▶ To do
Report the lines of the data below that contain the string "crates".

---+---

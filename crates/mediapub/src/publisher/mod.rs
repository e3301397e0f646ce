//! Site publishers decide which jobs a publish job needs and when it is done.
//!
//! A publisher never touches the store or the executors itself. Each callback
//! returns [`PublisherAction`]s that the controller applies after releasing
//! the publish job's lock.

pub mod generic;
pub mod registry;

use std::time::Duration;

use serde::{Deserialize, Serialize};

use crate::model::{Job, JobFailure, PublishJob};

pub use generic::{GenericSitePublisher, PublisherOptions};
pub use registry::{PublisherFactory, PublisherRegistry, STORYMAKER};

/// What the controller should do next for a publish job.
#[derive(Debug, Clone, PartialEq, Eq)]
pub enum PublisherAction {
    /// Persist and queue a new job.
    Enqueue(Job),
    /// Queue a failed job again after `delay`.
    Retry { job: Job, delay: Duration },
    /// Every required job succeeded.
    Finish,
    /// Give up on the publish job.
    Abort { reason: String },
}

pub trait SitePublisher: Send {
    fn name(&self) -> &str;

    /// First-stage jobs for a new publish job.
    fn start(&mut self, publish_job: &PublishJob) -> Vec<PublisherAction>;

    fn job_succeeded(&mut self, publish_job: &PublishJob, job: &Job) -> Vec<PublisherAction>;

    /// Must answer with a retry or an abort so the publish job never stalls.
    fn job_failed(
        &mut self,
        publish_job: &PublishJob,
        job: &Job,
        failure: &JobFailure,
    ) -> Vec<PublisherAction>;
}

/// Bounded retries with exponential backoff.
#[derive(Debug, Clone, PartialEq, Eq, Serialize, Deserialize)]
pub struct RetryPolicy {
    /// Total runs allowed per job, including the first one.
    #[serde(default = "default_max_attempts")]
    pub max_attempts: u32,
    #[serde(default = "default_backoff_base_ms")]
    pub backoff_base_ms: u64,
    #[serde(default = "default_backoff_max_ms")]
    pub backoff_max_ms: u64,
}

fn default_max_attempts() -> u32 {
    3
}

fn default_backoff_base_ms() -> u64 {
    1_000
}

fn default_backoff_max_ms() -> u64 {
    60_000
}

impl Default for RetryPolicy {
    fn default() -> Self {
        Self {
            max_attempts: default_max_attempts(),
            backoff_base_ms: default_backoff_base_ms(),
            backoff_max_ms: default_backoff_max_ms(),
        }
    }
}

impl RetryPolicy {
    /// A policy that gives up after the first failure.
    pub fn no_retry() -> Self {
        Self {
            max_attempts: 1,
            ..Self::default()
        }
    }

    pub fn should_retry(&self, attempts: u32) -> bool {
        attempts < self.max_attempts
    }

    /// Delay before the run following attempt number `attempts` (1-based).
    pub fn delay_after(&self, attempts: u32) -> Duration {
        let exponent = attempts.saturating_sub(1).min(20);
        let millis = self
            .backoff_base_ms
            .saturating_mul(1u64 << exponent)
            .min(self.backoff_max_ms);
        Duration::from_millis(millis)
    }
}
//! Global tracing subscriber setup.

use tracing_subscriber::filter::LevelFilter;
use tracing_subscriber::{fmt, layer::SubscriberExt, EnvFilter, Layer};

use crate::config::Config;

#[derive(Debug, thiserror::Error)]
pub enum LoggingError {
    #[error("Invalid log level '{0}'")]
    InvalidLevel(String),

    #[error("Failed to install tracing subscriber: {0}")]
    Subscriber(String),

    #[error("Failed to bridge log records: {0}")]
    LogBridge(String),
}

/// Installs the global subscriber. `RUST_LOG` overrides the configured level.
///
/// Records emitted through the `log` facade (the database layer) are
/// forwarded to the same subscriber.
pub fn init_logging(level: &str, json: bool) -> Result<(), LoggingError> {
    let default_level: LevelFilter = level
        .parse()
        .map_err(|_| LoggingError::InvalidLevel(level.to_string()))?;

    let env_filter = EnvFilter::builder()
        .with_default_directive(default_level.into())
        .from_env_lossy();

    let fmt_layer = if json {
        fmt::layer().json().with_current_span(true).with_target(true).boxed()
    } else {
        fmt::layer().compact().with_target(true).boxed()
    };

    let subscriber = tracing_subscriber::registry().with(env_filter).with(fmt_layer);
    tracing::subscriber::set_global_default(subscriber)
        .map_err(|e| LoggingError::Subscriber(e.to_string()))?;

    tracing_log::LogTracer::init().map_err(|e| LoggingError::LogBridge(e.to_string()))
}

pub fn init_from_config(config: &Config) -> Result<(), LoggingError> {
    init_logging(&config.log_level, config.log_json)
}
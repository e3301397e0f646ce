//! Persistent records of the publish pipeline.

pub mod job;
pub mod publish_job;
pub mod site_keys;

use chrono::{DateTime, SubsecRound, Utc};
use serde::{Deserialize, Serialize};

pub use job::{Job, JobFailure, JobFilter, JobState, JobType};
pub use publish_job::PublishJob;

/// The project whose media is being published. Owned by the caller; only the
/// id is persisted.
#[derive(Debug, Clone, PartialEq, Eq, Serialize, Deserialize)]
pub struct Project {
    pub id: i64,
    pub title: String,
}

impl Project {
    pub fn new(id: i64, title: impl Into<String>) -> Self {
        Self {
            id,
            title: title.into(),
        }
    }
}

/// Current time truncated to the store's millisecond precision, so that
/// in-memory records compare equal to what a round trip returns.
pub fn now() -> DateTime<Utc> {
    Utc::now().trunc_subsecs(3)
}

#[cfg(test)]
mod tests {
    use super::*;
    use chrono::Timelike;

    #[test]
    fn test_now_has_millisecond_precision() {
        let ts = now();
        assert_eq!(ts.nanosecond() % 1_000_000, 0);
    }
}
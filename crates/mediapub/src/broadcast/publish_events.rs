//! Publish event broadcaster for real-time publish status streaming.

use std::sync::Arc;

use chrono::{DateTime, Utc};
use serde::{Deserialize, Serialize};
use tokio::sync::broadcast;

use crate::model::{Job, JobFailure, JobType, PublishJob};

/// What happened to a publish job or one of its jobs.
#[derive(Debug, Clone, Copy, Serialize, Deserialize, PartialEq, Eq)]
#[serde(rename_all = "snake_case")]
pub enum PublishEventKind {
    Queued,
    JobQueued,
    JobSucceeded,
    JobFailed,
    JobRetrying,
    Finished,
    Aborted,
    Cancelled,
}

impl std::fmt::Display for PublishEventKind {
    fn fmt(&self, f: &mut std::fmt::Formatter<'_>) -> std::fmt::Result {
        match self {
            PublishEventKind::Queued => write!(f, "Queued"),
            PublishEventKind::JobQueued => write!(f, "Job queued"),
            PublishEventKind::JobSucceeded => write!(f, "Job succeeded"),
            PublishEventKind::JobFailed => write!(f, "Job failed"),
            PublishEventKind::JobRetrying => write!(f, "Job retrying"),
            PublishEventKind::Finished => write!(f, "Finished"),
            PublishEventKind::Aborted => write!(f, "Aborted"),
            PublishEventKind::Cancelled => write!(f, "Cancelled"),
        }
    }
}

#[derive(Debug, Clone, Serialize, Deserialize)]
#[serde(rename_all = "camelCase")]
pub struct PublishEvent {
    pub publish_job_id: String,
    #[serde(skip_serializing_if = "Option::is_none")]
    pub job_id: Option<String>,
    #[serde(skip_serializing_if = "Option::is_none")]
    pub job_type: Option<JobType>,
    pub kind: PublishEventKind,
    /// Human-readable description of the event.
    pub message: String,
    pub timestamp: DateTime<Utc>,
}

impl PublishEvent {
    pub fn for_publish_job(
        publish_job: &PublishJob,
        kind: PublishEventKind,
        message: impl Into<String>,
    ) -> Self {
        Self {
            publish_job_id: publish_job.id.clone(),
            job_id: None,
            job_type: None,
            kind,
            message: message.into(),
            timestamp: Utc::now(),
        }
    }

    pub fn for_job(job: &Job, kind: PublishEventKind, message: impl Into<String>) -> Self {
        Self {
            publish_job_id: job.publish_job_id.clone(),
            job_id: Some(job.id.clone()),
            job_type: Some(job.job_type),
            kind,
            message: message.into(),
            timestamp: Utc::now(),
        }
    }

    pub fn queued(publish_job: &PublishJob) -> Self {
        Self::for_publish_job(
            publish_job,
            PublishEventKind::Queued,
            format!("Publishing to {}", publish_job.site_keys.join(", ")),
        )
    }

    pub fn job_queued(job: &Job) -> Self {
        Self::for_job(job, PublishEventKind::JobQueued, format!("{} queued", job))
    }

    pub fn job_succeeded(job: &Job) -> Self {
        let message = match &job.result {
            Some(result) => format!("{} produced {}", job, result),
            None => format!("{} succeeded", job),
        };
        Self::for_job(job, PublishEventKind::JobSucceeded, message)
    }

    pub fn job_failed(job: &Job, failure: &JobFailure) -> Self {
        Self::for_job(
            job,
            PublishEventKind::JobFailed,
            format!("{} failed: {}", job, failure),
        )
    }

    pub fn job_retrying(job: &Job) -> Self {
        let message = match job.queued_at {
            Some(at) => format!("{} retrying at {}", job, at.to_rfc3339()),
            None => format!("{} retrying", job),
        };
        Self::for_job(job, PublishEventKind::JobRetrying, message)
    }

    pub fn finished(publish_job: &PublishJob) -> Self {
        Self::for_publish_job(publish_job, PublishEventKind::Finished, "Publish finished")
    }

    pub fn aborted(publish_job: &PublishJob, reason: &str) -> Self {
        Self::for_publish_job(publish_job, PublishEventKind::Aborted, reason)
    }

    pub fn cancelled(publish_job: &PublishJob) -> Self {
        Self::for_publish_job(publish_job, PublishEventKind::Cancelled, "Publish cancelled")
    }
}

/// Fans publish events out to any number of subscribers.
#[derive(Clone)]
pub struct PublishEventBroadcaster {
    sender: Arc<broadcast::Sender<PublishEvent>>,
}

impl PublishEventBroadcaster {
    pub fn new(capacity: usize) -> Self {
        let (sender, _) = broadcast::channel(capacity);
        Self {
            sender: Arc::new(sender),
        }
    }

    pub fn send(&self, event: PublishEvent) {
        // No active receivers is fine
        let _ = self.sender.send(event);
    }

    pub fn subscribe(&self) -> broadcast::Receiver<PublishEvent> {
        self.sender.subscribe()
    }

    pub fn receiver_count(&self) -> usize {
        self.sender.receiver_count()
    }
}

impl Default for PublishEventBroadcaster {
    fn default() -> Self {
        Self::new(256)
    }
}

---+---

▶ Response to the task
filename crates/mediapub/src/publisher/mod.rs
filename crates/mediapub/src/broadcast/publish_events.rs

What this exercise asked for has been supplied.